#### Your instructions:
Each entry that appears below should be restated word for word.

Data shown START

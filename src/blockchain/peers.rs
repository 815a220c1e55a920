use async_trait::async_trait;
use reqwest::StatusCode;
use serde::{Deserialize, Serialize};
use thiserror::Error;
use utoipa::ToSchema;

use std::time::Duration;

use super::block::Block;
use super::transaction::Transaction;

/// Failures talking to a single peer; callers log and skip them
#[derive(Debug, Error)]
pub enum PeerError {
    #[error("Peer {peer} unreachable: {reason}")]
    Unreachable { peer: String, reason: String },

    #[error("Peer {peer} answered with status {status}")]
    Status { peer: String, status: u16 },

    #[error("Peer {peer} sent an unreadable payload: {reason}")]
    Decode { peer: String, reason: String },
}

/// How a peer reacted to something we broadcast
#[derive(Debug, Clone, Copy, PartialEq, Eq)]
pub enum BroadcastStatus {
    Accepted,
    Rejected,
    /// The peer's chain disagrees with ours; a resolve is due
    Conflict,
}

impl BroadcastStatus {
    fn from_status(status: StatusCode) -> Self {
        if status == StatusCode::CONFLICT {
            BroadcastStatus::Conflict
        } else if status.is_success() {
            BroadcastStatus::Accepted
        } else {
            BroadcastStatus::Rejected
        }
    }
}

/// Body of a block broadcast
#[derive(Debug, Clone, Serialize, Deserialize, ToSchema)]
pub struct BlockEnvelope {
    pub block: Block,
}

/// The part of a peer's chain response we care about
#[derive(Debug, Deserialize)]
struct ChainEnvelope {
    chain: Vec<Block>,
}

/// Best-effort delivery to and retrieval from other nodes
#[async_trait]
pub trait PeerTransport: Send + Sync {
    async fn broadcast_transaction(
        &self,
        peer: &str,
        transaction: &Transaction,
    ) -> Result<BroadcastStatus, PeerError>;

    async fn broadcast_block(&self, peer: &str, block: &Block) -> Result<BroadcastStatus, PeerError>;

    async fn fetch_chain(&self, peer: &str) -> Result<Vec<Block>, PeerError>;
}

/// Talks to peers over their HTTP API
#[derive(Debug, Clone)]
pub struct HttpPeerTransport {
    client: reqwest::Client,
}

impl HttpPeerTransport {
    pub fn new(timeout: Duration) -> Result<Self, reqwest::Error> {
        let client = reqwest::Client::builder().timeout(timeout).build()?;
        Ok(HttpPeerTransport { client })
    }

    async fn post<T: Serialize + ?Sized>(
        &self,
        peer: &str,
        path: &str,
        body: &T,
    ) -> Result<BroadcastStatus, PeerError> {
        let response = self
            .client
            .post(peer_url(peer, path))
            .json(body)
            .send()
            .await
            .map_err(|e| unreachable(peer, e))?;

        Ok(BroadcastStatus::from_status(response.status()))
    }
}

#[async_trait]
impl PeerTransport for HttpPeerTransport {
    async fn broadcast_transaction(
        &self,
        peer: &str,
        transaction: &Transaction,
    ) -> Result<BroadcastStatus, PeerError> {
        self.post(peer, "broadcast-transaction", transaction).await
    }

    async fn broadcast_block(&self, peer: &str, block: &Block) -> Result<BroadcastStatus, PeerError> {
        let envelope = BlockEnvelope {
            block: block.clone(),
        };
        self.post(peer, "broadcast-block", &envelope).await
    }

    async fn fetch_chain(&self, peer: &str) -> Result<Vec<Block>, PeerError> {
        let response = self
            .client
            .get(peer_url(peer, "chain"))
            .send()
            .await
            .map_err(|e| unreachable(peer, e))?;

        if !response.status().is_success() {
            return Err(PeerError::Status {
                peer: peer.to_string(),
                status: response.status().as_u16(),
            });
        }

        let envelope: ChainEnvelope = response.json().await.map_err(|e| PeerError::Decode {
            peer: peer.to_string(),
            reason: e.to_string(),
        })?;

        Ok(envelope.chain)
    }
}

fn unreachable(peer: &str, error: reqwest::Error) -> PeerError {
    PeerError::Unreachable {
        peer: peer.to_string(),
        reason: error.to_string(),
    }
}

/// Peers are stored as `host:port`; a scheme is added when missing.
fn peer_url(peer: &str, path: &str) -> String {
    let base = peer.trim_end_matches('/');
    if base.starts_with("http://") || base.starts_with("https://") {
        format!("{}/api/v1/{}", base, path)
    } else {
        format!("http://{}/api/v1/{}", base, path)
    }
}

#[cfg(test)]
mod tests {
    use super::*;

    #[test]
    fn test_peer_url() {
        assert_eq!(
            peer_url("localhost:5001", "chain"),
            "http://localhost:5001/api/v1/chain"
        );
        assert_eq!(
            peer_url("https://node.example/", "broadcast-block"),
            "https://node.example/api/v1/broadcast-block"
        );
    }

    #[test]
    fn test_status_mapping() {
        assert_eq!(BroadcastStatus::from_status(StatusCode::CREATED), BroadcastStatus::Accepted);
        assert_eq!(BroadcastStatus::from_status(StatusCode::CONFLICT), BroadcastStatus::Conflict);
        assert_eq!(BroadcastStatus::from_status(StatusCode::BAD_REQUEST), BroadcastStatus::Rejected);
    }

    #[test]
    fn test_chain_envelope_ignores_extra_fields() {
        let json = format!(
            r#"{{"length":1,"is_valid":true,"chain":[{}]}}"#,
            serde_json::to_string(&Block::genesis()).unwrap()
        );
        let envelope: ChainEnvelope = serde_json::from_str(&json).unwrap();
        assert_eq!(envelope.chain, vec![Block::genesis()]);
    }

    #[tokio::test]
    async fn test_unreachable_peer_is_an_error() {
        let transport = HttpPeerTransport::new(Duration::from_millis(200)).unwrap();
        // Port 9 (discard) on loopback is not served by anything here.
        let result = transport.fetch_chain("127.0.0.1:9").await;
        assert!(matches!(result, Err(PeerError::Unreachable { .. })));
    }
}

Data shown END

#### Finished task:
filename src/blockchain/peers.rs
repository 815a220c1e55a920
use async_trait::async_trait;
use reqwest::StatusCode;
use serde::{Deserialize, Serialize};
use thiserror::Error;
use utoipa::ToSchema;

use std::time::Duration;

use super::block::Block;
use super::transaction::Transaction;

/// Failures talking to a single peer; callers log and skip them
#[derive(Debug, Error)]
pub enum PeerError {
    #[error("Peer {peer} unreachable: {reason}")]
    Unreachable { peer: String, reason: String },

    #[error("Peer {peer} answered with status {status}")]
    Status { peer: String, status: u16 },

    #[error("Peer {peer} sent an unreadable payload: {reason}")]
    Decode { peer: String, reason: String },
}

/// How a peer reacted to something we broadcast
#[derive(Debug, Clone, Copy, PartialEq, Eq)]
pub enum BroadcastStatus {
    Accepted,
    Rejected,
    /// The peer's chain disagrees with ours; a resolve is due
    Conflict,
}

impl BroadcastStatus {
    fn from_status(status: StatusCode) -> Self {
        if status == StatusCode::CONFLICT {
            BroadcastStatus::Conflict
        } else if status.is_success() {
            BroadcastStatus::Accepted
        } else {
            BroadcastStatus::Rejected
        }
    }
}

/// Body of a block broadcast
#[derive(Debug, Clone, Serialize, Deserialize, ToSchema)]
pub struct BlockEnvelope {
    pub block: Block,
}

/// The part of a peer's chain response we care about
#[derive(Debug, Deserialize)]
struct ChainEnvelope {
    chain: Vec<Block>,
}

/// Best-effort delivery to and retrieval from other nodes
#[async_trait]
pub trait PeerTransport: Send + Sync {
    async fn broadcast_transaction(
        &self,
        peer: &str,
        transaction: &Transaction,
    ) -> Result<BroadcastStatus, PeerError>;

    async fn broadcast_block(&self, peer: &str, block: &Block) -> Result<BroadcastStatus, PeerError>;

    async fn fetch_chain(&self, peer: &str) -> Result<Vec<Block>, PeerError>;
}

/// Talks to peers over their HTTP API
#[derive(Debug, Clone)]
pub struct HttpPeerTransport {
    client: reqwest::Client,
}

impl HttpPeerTransport {
    pub fn new(timeout: Duration) -> Result<Self, reqwest::Error> {
        let client = reqwest::Client::builder().timeout(timeout).build()?;
        Ok(HttpPeerTransport { client })
    }

    async fn post<T: Serialize + ?Sized>(
        &self,
        peer: &str,
        path: &str,
        body: &T,
    ) -> Result<BroadcastStatus, PeerError> {
        let response = self
            .client
            .post(peer_url(peer, path))
            .json(body)
            .send()
            .await
            .map_err(|e| unreachable(peer, e))?;

        Ok(BroadcastStatus::from_status(response.status()))
    }
}

#[async_trait]
impl PeerTransport for HttpPeerTransport {
    async fn broadcast_transaction(
        &self,
        peer: &str,
        transaction: &Transaction,
    ) -> Result<BroadcastStatus, PeerError> {
        self.post(peer, "broadcast-transaction", transaction).await
    }

    async fn broadcast_block(&self, peer: &str, block: &Block) -> Result<BroadcastStatus, PeerError> {
        let envelope = BlockEnvelope {
            block: block.clone(),
        };
        self.post(peer, "broadcast-block", &envelope).await
    }

    async fn fetch_chain(&self, peer: &str) -> Result<Vec<Block>, PeerError> {
        let response = self
            .client
            .get(peer_url(peer, "chain"))
            .send()
            .await
            .map_err(|e| unreachable(peer, e))?;

        if !response.status().is_success() {
            return Err(PeerError::Status {
                peer: peer.to_string(),
                status: response.status().as_u16(),
            });
        }

        let envelope: ChainEnvelope = response.json().await.map_err(|e| PeerError::Decode {
            peer: peer.to_string(),
            reason: e.to_string(),
        })?;

        Ok(envelope.chain)
    }
}

fn unreachable(peer: &str, error: reqwest::Error) -> PeerError {
    PeerError::Unreachable {
        peer: peer.to_string(),
        reason: error.to_string(),
    }
}

/// Peers are stored as `host:port`; a scheme is added when missing.
fn peer_url(peer: &str, path: &str) -> String {
    let base = peer.trim_end_matches('/');
    if base.starts_with("http://") || base.starts_with("https://") {
        format!("{}/api/v1/{}", base, path)
    } else {
        format!("http://{}/api/v1/{}", base, path)
    }
}

#[cfg(test)]
mod tests {
    use super::*;

    #[test]
    fn test_peer_url() {
        assert_eq!(
            peer_url("localhost:5001", "chain"),
            "http://localhost:5001/api/v1/chain"
        );
        assert_eq!(
            peer_url("https://node.example/", "broadcast-block"),
            "https://node.example/api/v1/broadcast-block"
        );
    }

    #[test]
    fn test_status_mapping() {
        assert_eq!(BroadcastStatus::from_status(StatusCode::CREATED), BroadcastStatus::Accepted);
        assert_eq!(BroadcastStatus::from_status(StatusCode::CONFLICT), BroadcastStatus::Conflict);
        assert_eq!(BroadcastStatus::from_status(StatusCode::BAD_REQUEST), BroadcastStatus::Rejected);
    }

    #[test]
    fn test_chain_envelope_ignores_extra_fields() {
        let json = format!(
            r#"{{"length":1,"is_valid":true,"chain":[{}]}}"#,
            serde_json::to_string(&Block::genesis()).unwrap()
        );
        let envelope: ChainEnvelope = serde_json::from_str(&json).unwrap();
        assert_eq!(envelope.chain, vec![Block::genesis()]);
    }

    #[tokio::test]
    async fn test_unreachable_peer_is_an_error() {
        let transport = HttpPeerTransport::new(Duration::from_millis(200)).unwrap();
        // Port 9 (discard) on loopback is not served by anything here.
        let result = transport.fetch_chain("127.0.0.1:9").await;
        assert!(matches!(result, Err(PeerError::Unreachable { .. })));
    }
}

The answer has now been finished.